--- START ---

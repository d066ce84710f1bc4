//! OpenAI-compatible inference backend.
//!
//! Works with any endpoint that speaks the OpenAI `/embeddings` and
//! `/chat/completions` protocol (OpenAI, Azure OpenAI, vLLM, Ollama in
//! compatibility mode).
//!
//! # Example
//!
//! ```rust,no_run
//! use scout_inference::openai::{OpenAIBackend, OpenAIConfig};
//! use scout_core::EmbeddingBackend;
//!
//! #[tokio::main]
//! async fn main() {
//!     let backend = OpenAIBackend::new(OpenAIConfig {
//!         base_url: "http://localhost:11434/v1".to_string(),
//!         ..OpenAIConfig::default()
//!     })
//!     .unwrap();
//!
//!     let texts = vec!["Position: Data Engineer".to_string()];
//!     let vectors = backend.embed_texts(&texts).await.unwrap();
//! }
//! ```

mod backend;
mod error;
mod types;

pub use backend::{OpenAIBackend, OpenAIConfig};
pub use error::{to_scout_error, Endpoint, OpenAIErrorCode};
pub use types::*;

--- END ---
--- START ---

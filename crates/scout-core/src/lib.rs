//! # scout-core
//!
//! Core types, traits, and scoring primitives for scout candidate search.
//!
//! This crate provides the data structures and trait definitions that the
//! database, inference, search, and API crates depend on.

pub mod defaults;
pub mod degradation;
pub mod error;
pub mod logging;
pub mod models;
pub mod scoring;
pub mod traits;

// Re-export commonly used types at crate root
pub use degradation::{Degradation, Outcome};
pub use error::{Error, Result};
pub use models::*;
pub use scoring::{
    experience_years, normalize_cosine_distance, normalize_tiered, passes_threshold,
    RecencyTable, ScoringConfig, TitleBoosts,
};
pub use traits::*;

--- END ---

• Exercise brief
What lines in the data above contain the word "types"? Copy them all.

• Answer to the problem
mod types;
pub use types::*;
//! Core types, traits, and scoring primitives for scout candidate search.
// Re-export commonly used types at crate root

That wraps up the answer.